Sir John Young (by 1519 – 4 September 1589), of The Great House, Bristol, of London and of Melbury Sampford, Dorset, was an English politician.

Origins

He was the eldest surviving son of Hugh Young (d.1534) of Bristol and of Castle Combe in Wiltshire by his wife Alice, of unrecorded family.[2]

Career

He was a member of parliament for Old Sarum, Wiltshire, in 1547 and 1571, for Plymouth, Devon, in 1555, for Devizes, Wiltshire, in 1559, and for West Looe, Cornwall, in 1563.[3] He served as Sheriff of Dorset for 1569–70 and was a Justice of the Peace for Dorset and Somerset from c.1573. He was knighted in 1574 by Queen Elizabeth I when on her progress into Wales[4] she stayed as his guest at The Great House, Bristol, his mansion on the site of the dissolved Carmelite Friary[2] (alias the Grey Friars, at St.
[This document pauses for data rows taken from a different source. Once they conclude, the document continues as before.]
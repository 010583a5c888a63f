#![no_main]
use libfuzzer_sys::fuzz_target;
use pika::parser::{ParseConfig, Parser};
use pika::testing::{arithmetic_grammar, precedence_grammar};

fuzz_target!(|data: &[u8]| {
    let Ok(input) = std::str::from_utf8(data) else {
        return;
    };

    let grammar = precedence_grammar();
    let table = Parser::new(&grammar).parse(input);
    assert!(table.metrics().converged);

    // Every match must lie inside the input and map back to valid text
    for m in table.all_matches("E").unwrap() {
        assert!(m.end() <= table.input_len());
        let _ = table.match_text(&m);
        let _ = table.to_ast(&m, "expr");
    }
    let errors = table.syntax_errors(&["E"]).unwrap();
    assert!(errors.windows(2).all(|w| w[0].end < w[1].start));

    // Sequential evaluation must agree with the parallel default
    let grammar = arithmetic_grammar();
    let parallel = Parser::with_config(
        &grammar,
        ParseConfig {
            parallel_threshold: 1,
            ..ParseConfig::default()
        },
    )
    .parse(input);
    let sequential = Parser::with_config(
        &grammar,
        ParseConfig {
            parallel: false,
            ..ParseConfig::default()
        },
    )
    .parse(input);
    assert_eq!(
        parallel.all_matches("Sum").unwrap(),
        sequential.all_matches("Sum").unwrap()
    );
});
use super::intern::ClauseInterner;
use super::{Expr, Grammar, Rule, RuleDef, analysis, precedence, resolve};
use crate::error::GrammarError;
use compact_str::CompactString;
use hashbrown::HashMap;
use log::{debug, warn};

/// Builder for constructing grammars
///
/// # Example
///
/// ```rust
/// use pika::grammar::{Expr, GrammarBuilder};
///
/// let grammar = GrammarBuilder::new()
///     .rule_with_precedence("E", 0, Expr::seq([Expr::rule("E"), Expr::char('+'), Expr::rule("E")]))
///     .rule_with_precedence("E", 1, Expr::char_range('0', '9'))
///     .build()
///     .expect("Failed to build grammar");
///
/// assert_eq!(grammar.rule("E[0]").unwrap().to_string(), "E[0] <- E[1] '+' E[1]");
/// ```
#[derive(Debug, Clone, Default)]
pub struct GrammarBuilder {
    rules: Vec<RuleDef>,
    lexical_rule: Option<CompactString>,
}

impl GrammarBuilder {
    #[must_use]
    pub fn new() -> Self {
        Self::default()
    }

    #[must_use]
    pub fn rule(mut self, name: impl Into<CompactString>, expr: Expr) -> Self {
        self.rules.push(RuleDef::new(name, expr));
        self
    }

    /// Add one level of a precedence group.
    ///
    /// Every rule sharing `name` must be added this way, each with its own
    /// precedence. Inside a level, references to `name` itself bind to the
    /// levels with higher precedence.
    #[must_use]
    pub fn rule_with_precedence(
        mut self,
        name: impl Into<CompactString>,
        precedence: i32,
        expr: Expr,
    ) -> Self {
        self.rules
            .push(RuleDef::with_precedence(name, precedence, expr));
        self
    }

    #[must_use]
    pub fn rule_def(mut self, rule: RuleDef) -> Self {
        self.rules.push(rule);
        self
    }

    /// Designate the rule used for the lexical pre-pass.
    ///
    /// The rule is matched repeatedly from the start of the input, and
    /// terminals are then only seeded at the lexeme boundaries it finds. It
    /// must not be recursive.
    #[must_use]
    pub fn lexical_rule(mut self, name: impl Into<CompactString>) -> Self {
        self.lexical_rule = Some(name.into());
        self
    }

    /// Compile the configured rules into a grammar.
    ///
    /// # Errors
    ///
    /// Returns the first [`GrammarError`] found; see that type for the
    /// possible failures.
    pub fn build(self) -> Result<Grammar, GrammarError> {
        if self.rules.is_empty() {
            return Err(GrammarError::NoRules);
        }
        if let Some(index) = self.rules.iter().position(|r| r.name.is_empty()) {
            return Err(GrammarError::UnnamedRule { index });
        }

        let rules = precedence::rewrite(self.rules)?;

        let mut index: HashMap<CompactString, usize, ahash::RandomState> = HashMap::default();
        for (i, rule) in rules.iter().enumerate() {
            if index.insert(rule.name.clone(), i).is_some() {
                return Err(GrammarError::DuplicateRule {
                    name: rule.name.clone(),
                });
            }
        }
        resolve::check_references(&rules, &index)?;

        let lexical_rule = self
            .lexical_rule
            .map(|name| {
                index
                    .get(&name)
                    .copied()
                    .ok_or(GrammarError::UnknownLexicalRule { rule: name })
            })
            .transpose()?;

        let names: Vec<CompactString> = rules.iter().map(|r| r.name.clone()).collect();
        let precedences: Vec<Option<i32>> = rules.iter().map(|r| r.precedence).collect();

        let mut interner = ClauseInterner::new();
        let mut roots = Vec::with_capacity(rules.len());
        let mut labels = Vec::with_capacity(rules.len());
        for rule in rules {
            let (clause, label) = interner.intern_rule(rule);
            roots.push(clause);
            labels.push(label);
        }
        let mut clauses = interner.clauses;
        let rodeo = interner.rodeo;

        resolve::resolve(&mut clauses, &names, &mut roots, &index)?;
        let mut clauses = analysis::compact_bottom_up(clauses, &mut roots);

        if let Some(lexical) = lexical_rule {
            analysis::check_lexical_acyclic(&clauses, roots[lexical], &names[lexical], &rodeo)?;
        }
        analysis::compute_match_flags(&mut clauses, &rodeo)?;
        analysis::mark_acyclic(&mut clauses, &rodeo)?;
        analysis::link_seed_parents(&mut clauses);

        for ((name, &root), label) in names.iter().zip(&roots).zip(&labels) {
            let clause = &mut clauses[root.index()];
            clause.rule_names.push(name.clone());
            let Some(label) = label else {
                continue;
            };
            match &clause.ast_label {
                None => clause.ast_label = Some(label.clone()),
                Some(existing) if existing != label => warn!(
                    "rules {} share one clause but carry different AST labels ({existing} and {label}); keeping {existing}",
                    clause.rule_names.join(", "),
                ),
                Some(_) => {}
            }
        }

        let rules: Vec<Rule> = names
            .into_iter()
            .zip(precedences)
            .zip(roots)
            .zip(labels)
            .map(|(((name, precedence), clause), ast_label)| Rule {
                definition: rodeo.resolve(&clauses[clause.index()].canonical).to_string(),
                name,
                precedence,
                clause,
                ast_label,
            })
            .collect();

        debug!(
            "compiled grammar: {} rules, {} clauses",
            rules.len(),
            clauses.len()
        );

        Ok(Grammar::from_parts(
            clauses,
            rules,
            lexical_rule,
            rodeo.into_reader(),
        ))
    }
}

#[cfg(test)]
mod tests {
    use super::*;
    use crate::clause::ClauseKind;

    #[test]
    fn test_empty_grammar_is_rejected() {
        assert_eq!(GrammarBuilder::new().build().unwrap_err(), GrammarError::NoRules);
    }

    #[test]
    fn test_unnamed_rule_is_rejected() {
        let err = GrammarBuilder::new()
            .rule("A", Expr::char('a'))
            .rule("", Expr::char('b'))
            .build()
            .unwrap_err();
        assert_eq!(err, GrammarError::UnnamedRule { index: 1 });
    }

    #[test]
    fn test_duplicate_rule_is_rejected() {
        let err = GrammarBuilder::new()
            .rule("A", Expr::char('a'))
            .rule("A", Expr::char('b'))
            .build()
            .unwrap_err();
        assert_eq!(err, GrammarError::DuplicateRule { name: "A".into() });
    }

    #[test]
    fn test_synthetic_name_collision_is_rejected() {
        let err = GrammarBuilder::new()
            .rule_with_precedence("E", 0, Expr::char('a'))
            .rule_with_precedence("E", 1, Expr::char('b'))
            .rule("E[0]", Expr::char('c'))
            .build()
            .unwrap_err();
        assert_eq!(err, GrammarError::DuplicateRule { name: "E[0]".into() });
    }

    #[test]
    fn test_unknown_lexical_rule() {
        let err = GrammarBuilder::new()
            .rule("A", Expr::char('a'))
            .lexical_rule("Lex")
            .build()
            .unwrap_err();
        assert_eq!(err, GrammarError::UnknownLexicalRule { rule: "Lex".into() });
    }

    #[test]
    fn test_recursive_lexical_rule_is_rejected() {
        let err = GrammarBuilder::new()
            .rule(
                "Lex",
                Expr::first([
                    Expr::seq([Expr::char('('), Expr::rule("Lex"), Expr::char(')')]),
                    Expr::char('x'),
                ]),
            )
            .lexical_rule("Lex")
            .build()
            .unwrap_err();
        assert!(matches!(err, GrammarError::LexicalCycle { .. }));
    }

    #[test]
    fn test_shadowed_alternative_is_rejected() {
        let err = GrammarBuilder::new()
            .rule("F", Expr::first([Expr::nothing(), Expr::char('a')]))
            .build()
            .unwrap_err();
        assert_eq!(
            err,
            GrammarError::ShadowedAlternative {
                clause: "() / 'a'".into(),
                index: 0
            }
        );
    }

    #[test]
    fn test_no_rule_reference_survives() {
        let grammar = GrammarBuilder::new()
            .rule("A", Expr::seq([Expr::rule("B"), Expr::rule("C")]))
            .rule("B", Expr::rule("C"))
            .rule("C", Expr::char('c'))
            .build()
            .unwrap();
        assert!(
            grammar
                .clauses_bottom_up()
                .iter()
                .all(|c| !matches!(c.kind(), ClauseKind::RuleRef(_)))
        );
        // Alias rules share their target's clause
        assert_eq!(
            grammar.rule("B").unwrap().clause(),
            grammar.rule("C").unwrap().clause()
        );
        let c = grammar.clause(grammar.rule("C").unwrap().clause());
        assert_eq!(c.rule_names(), &["B", "C"]);
    }

    #[test]
    fn test_clauses_are_bottom_up() {
        let grammar = GrammarBuilder::new()
            .rule(
                "A",
                Expr::seq([Expr::one_or_more(Expr::char('a')), Expr::rule("B")]),
            )
            .rule("B", Expr::optional(Expr::char('b')))
            .build()
            .unwrap();
        for (i, clause) in grammar.clauses_bottom_up().iter().enumerate() {
            for slot in clause.children() {
                assert!(slot.clause.index() < i);
            }
        }
    }

    #[test]
    fn test_rule_label_attaches_to_clause() {
        let grammar = GrammarBuilder::new()
            .rule(
                "Num",
                Expr::label("num", Expr::one_or_more(Expr::char_range('0', '9'))),
            )
            .build()
            .unwrap();
        let rule = grammar.rule("Num").unwrap();
        assert_eq!(rule.ast_label(), Some("num"));
        assert_eq!(grammar.clause(rule.clause()).ast_label(), Some("num"));
    }

    #[test]
    fn test_equal_bodies_intern_to_one_clause() {
        let grammar = GrammarBuilder::new()
            .rule("A", Expr::seq([Expr::char('x'), Expr::char('y')]))
            .rule("B", Expr::seq([Expr::char('x'), Expr::char('y')]))
            .build()
            .unwrap();
        assert_eq!(
            grammar.rule("A").unwrap().clause(),
            grammar.rule("B").unwrap().clause()
        );
        assert_eq!(grammar.num_clauses(), 3);
    }
}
Augustine's Back, later the site of Colston Hall[4]). "On her arrival she was met at Lafford's Gate by the mayor and aldermen on horseback in state, and was conducted with much ceremony and mas querade to the house of Mr. John Yonge. Here the Queen kept her Court from the 14th to 20 August inclusive".[5] Sir John began construction of the house in 1568. The only surviving part of the estate today is the Red Lodge, completed by his widow in 1590, which is open today (2019) as the Red Lodge Museum, Bristol.[6]

Marriage and children

Arms of Wadham: Gules, a chevron between three roses argent

He married Joan Wadham (1533-14 June 1603[7]), widow of Sir Giles Strangways (d. 1562), MP, of Melbury Sampford in Dorset, a daughter of John Wadham (d.1578) of Merryfield in the parish of Ilton in Somerset and of Edge, Branscombe in Devon, and a sister and co-heiress of Nicholas Wadham (1531–1609), co-founder of Wadham College, Oxford. By his wife he had a son and two daughters as follows:[8]

Death and burial

File:Bristol Cathedral Young monument.jpg
Monument with recumbent effigy of Joan Wadham (1533-1603), wife successively of Sir Giles Strangways and Sir John Young, Bristol Cathedral

Sir John died at Bristol in 1589 and was buried in Bristol Cathedral. His wife died 14 years later and erected the magnificent altar tomb which survives, displaying the recumbent effigy of herself (originally with two kneeling male figures missing since the monument was dismantled in 1861), with the armorials of both her husbands, Strangways and Young,[11] beneath the arms of Wadham. The inscription within a strapwork frame is as follows:

"Here lyeth the bodies of Sir John Young, Knight, and Dame Joane his wyfe. By him she had yssue Roberte, Jane and Margaret. She was fyrste marryed to Sir Gyles Straingewayes, Knight, by whome shee had yssue John, Edward, George, Nicho(las), Ann and Elizabeth. She was daughter to John Wadham, Esquire, and shee departed this mortall lyfe 14 June 1603 aged 70 yeeres"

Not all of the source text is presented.